I giovani e le scelte di salute e formazione (di A. Parente)

Simona Granati – Corbis via Getty Images

ROME, ITALY – JUNE 01: Nurses prepare doses and syringes of Vaxzevria Vaccine (formerly COVID-19 Vaccine AstraZeneca) in the Vaccine Hub at Auditorium della Tecnica, on June 1, 2021 in Rome, Italy. Italy Covid-19 vaccination plan proceeds and many corporations have been allowed to organize public vaccination hubs within their spaces. (Photo by Simona Granati – Corbis/Corbis via Getty Images)

Molti oggi parlano dei giovani; ma non molti, ci pare, parlano ai giovani.   
Le generazioni in genere cambiano visioni, linguaggi, modalitá di espressione.    Spesso pensiamo che le ragazze e i ragazzi  non abbiano voce ed invece con le loro scelte, a volte molto pratiche e silenziose, determinano il corso delle cose. Pensiamo all’adesione massiccia alla vaccinazione nella fascia di età 20/29 anni o anche alla volontà degli adolescenti di accedere al vaccino,  in qualche caso anche con la contrarietà dei genitori.

Ad oggi infatti, nella fascia di età compresa tra i 12 e i 19 anni, il 24% risulta essere vaccinato con prima dose e il 34% ha ricevuto anche la seconda dose; corrisponde, invece, ben al 60% la percentuale di giovani tra i 20 e i 29 anni ad aver completato il ciclo vaccinale, mentre il 17% di loro è in attesa di ricevere la seconda dose di vaccino.

Sono dati importanti, destinati a crescere, che dimostrano come i giovani,  ancora una volta, abbiano dato una forte risposta al Paese; risposta che sa di consapevolezza, di responsabilità e di fiducia nella scienza e nel futuro.
Il senso di responsabilità appena richiamato, poi, è emerso chiaramente anche quando il Governo, ad inizio agosto, ha istituito la restrizione che consente l’accesso a numerosi servizi – tra cui musei e luoghi di cultura, piscine e palestre, trasporti pubblici, – solo a chi é in possesso di Green Pass: sono stati gli under 30 a trainare la rimonta delle vaccinazioni, facendo registrare un incremento del 15% sulle prenotazioni per le vaccinazioni, ben superiore alla media degli aumenti registrati per le altre fasce di età.   

La terribile pandemia ha sospeso l’esercizio della sostanza stessa dell’umanità, l’essere in-relazione con l’altro anche tramite un abbraccio, un bacio.
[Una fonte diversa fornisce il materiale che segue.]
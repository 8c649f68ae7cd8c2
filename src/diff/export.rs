use std::io::Write;

use crate::diff::KeyedDiff;
use crate::diff::SchemaDiff;
use crate::errors::CommandError;

/// Writes delimited text. Fields containing the delimiter, quotes or line breaks are quoted, with quotes doubled.
pub(crate) struct DelimitedWriter<Target: Write> {
    target: Target,
    delimiter: char
}

impl<Target: Write> DelimitedWriter<Target> {

    pub(crate) const fn new(target: Target, delimiter: char) -> Self {
        Self {
            target,
            delimiter
        }
    }

    fn quote(&self, field: &str) -> String {
        if field.contains(self.delimiter) || field.contains(['"','\n','\r']) {
            format!("\"{}\"",field.replace('"', "\"\""))
        } else {
            field.to_owned()
        }
    }

    pub(crate) fn write_record<Field: AsRef<str>>(&mut self, fields: &[Field]) -> Result<(),CommandError> {
        let line = fields.iter().map(|field| self.quote(field.as_ref())).collect::<Vec<_>>().join(&self.delimiter.to_string());
        write!(self.target,"{line}\r\n")?;
        Ok(())
    }

    pub(crate) fn into_inner(self) -> Target {
        self.target
    }

}

/// One row for each column that is only in one table or that changed type.
pub(crate) fn write_schema_diff<Target: Write>(writer: &mut DelimitedWriter<Target>, diff: &SchemaDiff) -> Result<(),CommandError> {
    writer.write_record(&["column","change","type_a","type_b"])?;
    for (column,column_type) in &diff.only_in_a {
        writer.write_record(&[column.as_str(),"only_in_a",column_type.to_string().as_str(),""])?;
    }
    for (column,column_type) in &diff.only_in_b {
        writer.write_record(&[column.as_str(),"only_in_b","",column_type.to_string().as_str()])?;
    }
    for change in &diff.type_changes {
        writer.write_record(&[change.column.as_str(),"type_changed",change.before.to_string().as_str(),change.after.to_string().as_str()])?;
    }
    Ok(())
}

/// One row for each changed value, plus a row for each key that was removed, added or had its geometry changed.
pub(crate) fn write_keyed_diff<Target: Write>(writer: &mut DelimitedWriter<Target>, key: &str, diff: &KeyedDiff) -> Result<(),CommandError> {
    writer.write_record(&[key,"change","column","value_a","value_b"])?;
    for value in &diff.removed {
        writer.write_record(&[value.as_str(),"removed","","",""])?;
    }
    for value in &diff.added {
        writer.write_record(&[value.as_str(),"added","","",""])?;
    }
    for modified in &diff.attribute_modified {
        for change in &modified.changes {
            writer.write_record(&[modified.key.as_str(),"attribute_modified",change.column.as_str(),change.before.as_str(),change.after.as_str()])?;
        }
    }
    for value in &diff.geometry_modified {
        writer.write_record(&[value.as_str(),"geometry_modified","","",""])?;
    }
    Ok(())
}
Gli adolescenti e i giovani hanno vissuto questa profonda rinuncia sulla propria pelle,  in un periodo della vita di approccio al mondo e di essenzialità di esperienze per la crescita . E quindi,  per la maggioranza delle ragazze e dei ragazzi,  aderire alla scienza e vaccinarsi è sinonimo di ripresa della vita “umana” di relazione e di studio.   Infatti quanto più siamo vaccinati più si riprende la normalità della scuola e dell’Università in presenza.   I giovani ne sono consapevoli. E proprio dopo questa “privazione formativa”  deve partire lo scatto per una grande stagione di “ sostegno alla formazione”  di  nuove classi dirigenti, di professionisti eccellenti, di personale tecnico di valore.
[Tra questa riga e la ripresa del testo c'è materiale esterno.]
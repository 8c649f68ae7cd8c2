use core::fmt::Display;
use core::fmt::Formatter;
use core::fmt::Result as FormatResult;

use gdal::vector::FieldValue;
use gdal::vector::OGRFieldType;
use schemars::JsonSchema;
use serde::Deserialize;
use serde::Serialize;
use serde_json::Value as JsonValue;

use crate::errors::CommandError;

// -2^63 and 2^63, the range of reals that convert to i64 exactly. The upper bound is exclusive.
const I64_LOWER: f64 = -9_223_372_036_854_775_808.0;
const I64_UPPER: f64 = 9_223_372_036_854_775_808.0;

/// The declared type of an attribute column.
#[derive(Clone,Copy,Debug,PartialEq,Eq,Hash,Serialize,Deserialize,JsonSchema)]
pub(crate) enum ColumnType {
    Text,
    Integer,
    Real,
    Boolean
}

impl ColumnType {

    pub(crate) const fn storage_type(self) -> OGRFieldType::Type {
        match self {
            Self::Text => OGRFieldType::OFTString,
            Self::Integer => OGRFieldType::OFTInteger64,
            Self::Real => OGRFieldType::OFTReal,
            // shapefiles have no boolean, so these are stored as 0 or 1
            Self::Boolean => OGRFieldType::OFTInteger,
        }
    }

    /// Booleans are stored as integers, so they are read back as integers. The selection column is recognized by name instead.
    pub(crate) const fn from_storage_type(field_type: OGRFieldType::Type) -> Self {
        match field_type {
            OGRFieldType::OFTInteger | OGRFieldType::OFTInteger64 => Self::Integer,
            OGRFieldType::OFTReal => Self::Real,
            _ => Self::Text
        }
    }

    /// The value a new row gets for this column when the source didn't supply one.
    pub(crate) const fn default_value(self) -> AttributeValue {
        match self {
            Self::Boolean => AttributeValue::Boolean(false),
            Self::Text | Self::Integer | Self::Real => AttributeValue::Null
        }
    }
}

impl Display for ColumnType {
    fn fmt(&self, f: &mut Formatter<'_>) -> FormatResult {
        match self {
            Self::Text => write!(f,"text"),
            Self::Integer => write!(f,"integer"),
            Self::Real => write!(f,"real"),
            Self::Boolean => write!(f,"boolean"),
        }
    }
}

/// A single cell in an attribute table. In JSON these are written as plain values, `null` for Null.
#[derive(Clone,Debug,PartialEq,Serialize,Deserialize,JsonSchema)]
#[serde(untagged)]
pub(crate) enum AttributeValue {
    Null,
    Boolean(bool),
    Integer(i64),
    Real(f64),
    Text(String)
}

impl AttributeValue {

    pub(crate) fn from_json(value: &JsonValue) -> Self {
        match value {
            JsonValue::Null => Self::Null,
            JsonValue::Bool(value) => Self::Boolean(*value),
            JsonValue::Number(number) => if let Some(integer) = number.as_i64() {
                Self::Integer(integer)
            } else if let Some(real) = number.as_f64() {
                Self::Real(real)
            } else {
                // u64 values above i64::MAX
                Self::Text(number.to_string())
            },
            JsonValue::String(text) => Self::Text(text.clone()),
            JsonValue::Array(_) | JsonValue::Object(_) => Self::Text(value.to_string())
        }
    }

    pub(crate) fn to_json(&self) -> JsonValue {
        match self {
            Self::Null => JsonValue::Null,
            Self::Boolean(value) => JsonValue::Bool(*value),
            Self::Integer(value) => JsonValue::from(*value),
            Self::Real(value) => serde_json::Number::from_f64(*value).map_or(JsonValue::Null, JsonValue::Number),
            Self::Text(value) => JsonValue::String(value.clone()),
        }
    }

    pub(crate) const fn is_null(&self) -> bool {
        matches!(self,Self::Null)
    }

    /// The column type a new column should get when this is the first value seen for it.
    pub(crate) const fn inferred_type(&self) -> ColumnType {
        match self {
            Self::Null | Self::Text(_) => ColumnType::Text,
            Self::Boolean(_) => ColumnType::Boolean,
            Self::Integer(_) => ColumnType::Integer,
            Self::Real(_) => ColumnType::Real,
        }
    }

    /// Truthiness used for the selection flag. Anything that isn't clearly "on" is false.
    pub(crate) fn is_truthy(&self) -> bool {
        match self {
            Self::Null => false,
            Self::Boolean(value) => *value,
            Self::Integer(value) => *value != 0,
            Self::Real(value) => *value != 0.0 && !value.is_nan(),
            Self::Text(value) => matches!(value.trim().to_lowercase().as_str(),"true" | "1" | "yes" | "y" | "t")
        }
    }

    /// Converts the value to one that can be stored in a column of the specified type.
    pub(crate) fn coerce(self, column: &str, column_type: ColumnType) -> Result<Self,CommandError> {
        let invalid = |value: &Self| CommandError::InvalidValueForColumn(column.to_owned(),column_type,value.to_string());
        match (column_type,self) {
            (_,Self::Null) => Ok(Self::Null),
            (ColumnType::Text,value) => Ok(Self::Text(value.to_string())),
            (ColumnType::Integer,Self::Integer(value)) => Ok(Self::Integer(value)),
            (ColumnType::Integer,Self::Boolean(value)) => Ok(Self::Integer(value.into())),
            (ColumnType::Integer,Self::Real(value)) => if value.is_finite() && value.fract() == 0.0 && (I64_LOWER..I64_UPPER).contains(&value) {
                #[allow(clippy::cast_possible_truncation)] // whole and in range
                Ok(Self::Integer(value as i64))
            } else {
                Err(invalid(&Self::Real(value)))
            },
            (ColumnType::Integer,Self::Text(value)) => match value.trim() {
                "" => Ok(Self::Null),
                trimmed => trimmed.parse().map(Self::Integer).map_err(|_| invalid(&Self::Text(value.clone())))
            },
            (ColumnType::Real,Self::Real(value)) => Ok(Self::Real(value)),
            (ColumnType::Real,Self::Integer(value)) => Ok(Self::Real(value as f64)),
            (ColumnType::Real,Self::Boolean(value)) => Ok(Self::Real(f64::from(u8::from(value)))),
            (ColumnType::Real,Self::Text(value)) => match value.trim() {
                "" => Ok(Self::Null),
                trimmed => trimmed.parse().map(Self::Real).map_err(|_| invalid(&Self::Text(value.clone())))
            },
            (ColumnType::Boolean,Self::Boolean(value)) => Ok(Self::Boolean(value)),
            (ColumnType::Boolean,Self::Integer(value)) => Ok(Self::Boolean(value != 0)),
            (ColumnType::Boolean,Self::Real(value)) => Ok(Self::Boolean(value != 0.0)),
            (ColumnType::Boolean,Self::Text(value)) => match value.trim().to_lowercase().as_str() {
                "true" | "1" | "yes" | "y" | "t" => Ok(Self::Boolean(true)),
                "false" | "0" | "no" | "n" | "f" => Ok(Self::Boolean(false)),
                "" => Ok(Self::Null),
                _ => Err(invalid(&Self::Text(value.clone())))
            }
        }
    }

    /// The string used when comparing values between two tables. Unlike Display, null is distinguishable from an empty string.
    pub(crate) fn comparison_text(&self) -> String {
        match self {
            Self::Null => "None".to_owned(),
            value => value.to_string()
        }
    }
}

impl From<FieldValue> for AttributeValue {

    fn from(value: FieldValue) -> Self {
        fn join<Item: ToString>(items: &[Item]) -> String {
            items.iter().map(ToString::to_string).collect::<Vec<_>>().join(",")
        }

        match value {
            FieldValue::IntegerValue(value) => Self::Integer(value.into()),
            FieldValue::Integer64Value(value) => Self::Integer(value),
            FieldValue::RealValue(value) => Self::Real(value),
            FieldValue::StringValue(value) => Self::Text(value),
            FieldValue::IntegerListValue(values) => Self::Text(join(&values)),
            FieldValue::Integer64ListValue(values) => Self::Text(join(&values)),
            FieldValue::RealListValue(values) => Self::Text(join(&values)),
            FieldValue::StringListValue(values) => Self::Text(values.join(",")),
            FieldValue::DateValue(value) => Self::Text(value.to_string()),
            FieldValue::DateTimeValue(value) => Self::Text(value.to_rfc3339()),
            #[allow(unreachable_patterns)] // in case gdal adds more
            other => Self::Text(format!("{other:?}"))
        }
    }
}

impl Display for AttributeValue {
    fn fmt(&self, f: &mut Formatter<'_>) -> FormatResult {
        match self {
            Self::Null => Ok(()),
            Self::Boolean(value) => write!(f,"{}",value),
            Self::Integer(value) => write!(f,"{}",value),
            Self::Real(value) => write!(f,"{}",value),
            Self::Text(value) => write!(f,"{}",value),
        }
    }
}

#[cfg(test)]
mod test {

    use serde_json::json;

    use super::AttributeValue;
    use super::ColumnType;

    #[test]
    fn test_values_from_json() {
        assert_eq!(AttributeValue::from_json(&json!(null)),AttributeValue::Null);
        assert_eq!(AttributeValue::from_json(&json!(3)),AttributeValue::Integer(3));
        assert_eq!(AttributeValue::from_json(&json!(3.5)),AttributeValue::Real(3.5));
        assert_eq!(AttributeValue::from_json(&json!("x")),AttributeValue::Text("x".to_owned()));
        assert_eq!(AttributeValue::from_json(&json!([1,2])),AttributeValue::Text("[1,2]".to_owned()));
    }

    #[test]
    fn test_coerce_to_column_type() {
        assert_eq!(AttributeValue::Text(" 42 ".to_owned()).coerce("n",ColumnType::Integer).unwrap(),AttributeValue::Integer(42));
        assert_eq!(AttributeValue::Integer(2).coerce("n",ColumnType::Real).unwrap(),AttributeValue::Real(2.0));
        assert_eq!(AttributeValue::Real(2.0).coerce("n",ColumnType::Integer).unwrap(),AttributeValue::Integer(2));
        assert_eq!(AttributeValue::Text("true".to_owned()).coerce("n",ColumnType::Boolean).unwrap(),AttributeValue::Boolean(true));
        assert_eq!(AttributeValue::Integer(7).coerce("n",ColumnType::Text).unwrap(),AttributeValue::Text("7".to_owned()));
        assert_eq!(AttributeValue::Null.coerce("n",ColumnType::Boolean).unwrap(),AttributeValue::Null);
        assert!(AttributeValue::Real(2.5).coerce("n",ColumnType::Integer).is_err());
        assert!(AttributeValue::Real(1e20).coerce("n",ColumnType::Integer).is_err());
        assert!(AttributeValue::Real(f64::NAN).coerce("n",ColumnType::Integer).is_err());
        assert!(AttributeValue::Real(9_223_372_036_854_775_808.0).coerce("n",ColumnType::Integer).is_err());
        assert_eq!(AttributeValue::Real(-9_223_372_036_854_775_808.0).coerce("n",ColumnType::Integer).unwrap(),AttributeValue::Integer(i64::MIN));
        assert!(AttributeValue::Text("abc".to_owned()).coerce("n",ColumnType::Real).is_err());
    }

    #[test]
    fn test_booleans_are_stored_as_integers() {
        assert_eq!(ColumnType::from_storage_type(ColumnType::Boolean.storage_type()),ColumnType::Integer);
        assert_eq!(ColumnType::from_storage_type(ColumnType::Real.storage_type()),ColumnType::Real);
        assert_eq!(ColumnType::from_storage_type(ColumnType::Text.storage_type()),ColumnType::Text);
    }

    #[test]
    fn test_comparison_text_keeps_null_apart() {
        assert_eq!(AttributeValue::Null.to_string(),"");
        assert_eq!(AttributeValue::Null.comparison_text(),"None");
        assert_ne!(AttributeValue::Null.comparison_text(),AttributeValue::Text(String::new()).comparison_text());
    }

    #[test]
    fn test_untagged_json_values() {
        let values: Vec<AttributeValue> = serde_json::from_str(r#"[null,true,1,1.5,"a"]"#).unwrap();
        assert_eq!(values,vec![
            AttributeValue::Null,
            AttributeValue::Boolean(true),
            AttributeValue::Integer(1),
            AttributeValue::Real(1.5),
            AttributeValue::Text("a".to_owned())
        ]);
    }

    #[test]
    fn test_truthiness() {
        assert!(AttributeValue::Text("True".to_owned()).is_truthy());
        assert!(AttributeValue::Integer(1).is_truthy());
        assert!(!AttributeValue::Null.is_truthy());
        assert!(!AttributeValue::Text("maybe".to_owned()).is_truthy());
    }
}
Saranno differenti aree tematiche a dover raccogliere la sfida del cambiamento e della innovazione.  Dalla politica alla finanza, all’istruzione, ai rapporti con l’estero, al rapporto con le tecnologie, all’alimentazione. Cruciali sono gli investimenti di crescita e di competenze nell’ambiente, nell’economia. Privilegiati i settori della comunicazione, della  salute e delle prevenzione.   
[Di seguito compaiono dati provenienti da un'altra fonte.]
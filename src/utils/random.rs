use rand::rngs::StdRng;
use rand::SeedableRng as _;
use rand::Rng;

pub(crate) fn random_number_generator(seed: Option<u64>) -> StdRng {
    let seed = if let Some(seed) = seed {
        seed
    } else {
        let mut seeder = StdRng::from_entropy();
        seeder.gen::<u64>()
    };
    StdRng::seed_from_u64(seed)
}
use std::fs::File;
use std::io::Write;
use std::path::Path;
use std::path::PathBuf;

use clap::Args;
use clap_markdown::help_markdown;

use super::Task;
use super::schema::SchemaKind;
use crate::MapDraft;
use crate::errors::CommandError;
use crate::progress::ProgressObserver;

fn write_command_help(target: &Path) -> Result<(),CommandError> {
    let mut target = File::create(target)?;
    write!(&mut target,"{}",help_markdown::<MapDraft>())?;
    Ok(())
}

fn write_schema(kind: SchemaKind, target: &Path) -> Result<(),CommandError> {
    let mut target = File::create(target)?;
    write!(&mut target,"{}",serde_json::to_string_pretty(&kind.root_schema())?)?;
    Ok(())
}

#[derive(Args)]
#[command(hide=true)]
/// Writes the command line documentation and the json schemas to folders.
pub(crate) struct Docs {

    #[arg(long)]
    /// The folder to output the generated documentation to
    docs: PathBuf,

    #[arg(long)]
    /// The folder to output generated schemas to
    schemas: PathBuf

}

impl Task for Docs {

    fn run<Progress: ProgressObserver>(self, progress: &mut Progress) -> Result<(),CommandError> {
        std::fs::create_dir_all(&self.docs)?;
        std::fs::create_dir_all(&self.schemas)?;
        write_command_help(&self.docs.join("Commands.md"))?;
        write_schema(SchemaKind::Config, &self.schemas.join("config.schema.json"))?;
        write_schema(SchemaKind::Events, &self.schemas.join("events.schema.json"))?;
        progress.message(|| format!("Documentation written to {} and {}.",self.docs.display(),self.schemas.display()));
        Ok(())
    }
}
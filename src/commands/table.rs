use std::io::Write as _;
use std::path::PathBuf;

use clap::Args;

use super::Task;
use crate::diff::export::DelimitedWriter;
use crate::errors::CommandError;
use crate::gis::GdalBackend;
use crate::gis::GisBackend;
use crate::gis::VectorSource;
use crate::progress::ProgressObserver;
use crate::table::AttributeTable;

const SUGGESTION_LIMIT: usize = 10;

fn geometry_type(geometry: Option<&geojson::Geometry>) -> &'static str {
    match geometry.map(|geometry| &geometry.value) {
        None => "",
        Some(geojson::Value::Point(_)) => "Point",
        Some(geojson::Value::MultiPoint(_)) => "MultiPoint",
        Some(geojson::Value::LineString(_)) => "LineString",
        Some(geojson::Value::MultiLineString(_)) => "MultiLineString",
        Some(geojson::Value::Polygon(_)) => "Polygon",
        Some(geojson::Value::MultiPolygon(_)) => "MultiPolygon",
        Some(geojson::Value::GeometryCollection(_)) => "GeometryCollection",
    }
}

fn write_rows<Target: std::io::Write>(writer: &mut DelimitedWriter<Target>, table: &AttributeTable) -> Result<(),CommandError> {
    let mut header = vec!["geometry".to_owned()];
    header.extend(table.columns.keys().cloned());
    writer.write_record(&header)?;
    for row in &table.rows {
        let mut record = vec![geometry_type(row.geometry.as_ref()).to_owned()];
        record.extend(table.columns.keys().map(|column| row.value(column).to_string()));
        writer.write_record(&record)?;
    }
    Ok(())
}

#[derive(Args)]
/// Prints the attribute table of a vector file, after reprojecting it the way a reference layer would be.
pub(crate) struct Table {

    /// The vector file to read
    source: PathBuf,

    #[arg(long,default_value = ",")]
    /// Field delimiter for the printed rows
    delimiter: char,

    #[arg(long)]
    /// Instead of printing the rows, lists the features matching this text, ignoring case and accents
    search: Option<String>

}

impl Task for Table {

    fn run<Progress: ProgressObserver>(self, progress: &mut Progress) -> Result<(),CommandError> {
        progress.start_unknown_endpoint(|| format!("Reading {}.",self.source.display()));
        let table = GdalBackend.read_vector(&VectorSource::File(self.source.clone()))?;
        progress.finish(|| "Table read.");

        progress.announce(&format!("{} column(s)",table.columns.len()));
        for (name,column_type) in &table.columns {
            progress.message(|| format!("{name}: {column_type}"))
        }
        if let Some(extent) = table.extent()? {
            progress.message(|| format!("Bounds: {:?}",extent.lat_lon_bounds()))
        }

        if let Some(query) = &self.search {
            let suggestions = table.suggest(query, SUGGESTION_LIMIT);
            progress.announce(&format!("{} match(es) for '{query}'",suggestions.len()));
            for suggestion in suggestions {
                progress.message(|| suggestion.to_string())
            }
        } else {
            progress.announce(&format!("{} row(s)",table.rows.len()));
            let mut writer = DelimitedWriter::new(std::io::stdout().lock(), self.delimiter);
            write_rows(&mut writer, &table)?;
            writer.into_inner().flush()?;
        }

        Ok(())
    }
}

#[cfg(test)]
mod test {

    use geojson::Geometry;
    use geojson::Value;
    use indexmap::IndexMap;

    use super::write_rows;
    use crate::diff::export::DelimitedWriter;
    use crate::table::AttributeTable;
    use crate::table::AttributeValue;
    use crate::table::ColumnType;
    use crate::table::TableRow;

    #[test]
    fn test_rows_are_written_with_geometry_type() {
        let mut table = AttributeTable::new(IndexMap::from([
            ("name".to_owned(),ColumnType::Text),
            ("area".to_owned(),ColumnType::Real),
        ]));
        table.push_row(TableRow::new(
            Some(Geometry::new(Value::Point(vec![1.0,2.0]))),
            IndexMap::from([("name".to_owned(),AttributeValue::Text("a, b".to_owned())),("area".to_owned(),AttributeValue::Real(1.5))])
        ));
        table.push_row(TableRow::new(None,IndexMap::new()));
        let mut writer = DelimitedWriter::new(Vec::new(), ',');
        write_rows(&mut writer, &table).unwrap();
        let text = String::from_utf8(writer.into_inner()).unwrap();
        assert_eq!(text,"geometry,name,area\r\nPoint,\"a, b\",1.5\r\n,,\r\n");
    }
}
Come Commissione Sanità, stiamo svolgendo un’indagine conoscitiva dalla quale è emersa una forte necessità di forza lavoro giovane, nonché un’estensione delle competenze in materia di sanità: servono medici, giovani e preparati, le cui competenze non si limitino solo all’ambito sanitario, ma si estendano anche a quello manageriale e gestionale; occorrono ricercatori, figure come infermieri, fisioterapisti, ostetriche e tutte le altre professioni sanitarie che, insieme ai medici, siano in grado di lavorare in équipe e di creare una rete funzionale tra l’ospedale e il territorio. Dovremmo superare gli steccati delle “Ssecialistiche“ ed imparare a lavorare insieme e in squadra. Nei prossimi mesi di post pandemia  ci attendono tanti mutamenti, di una cosa sono certa:  non deve più accadere che i giovani cambino paese, il nostro obiettivo deve essere che siano, invece, i giovani a cambiare il nostro Paese.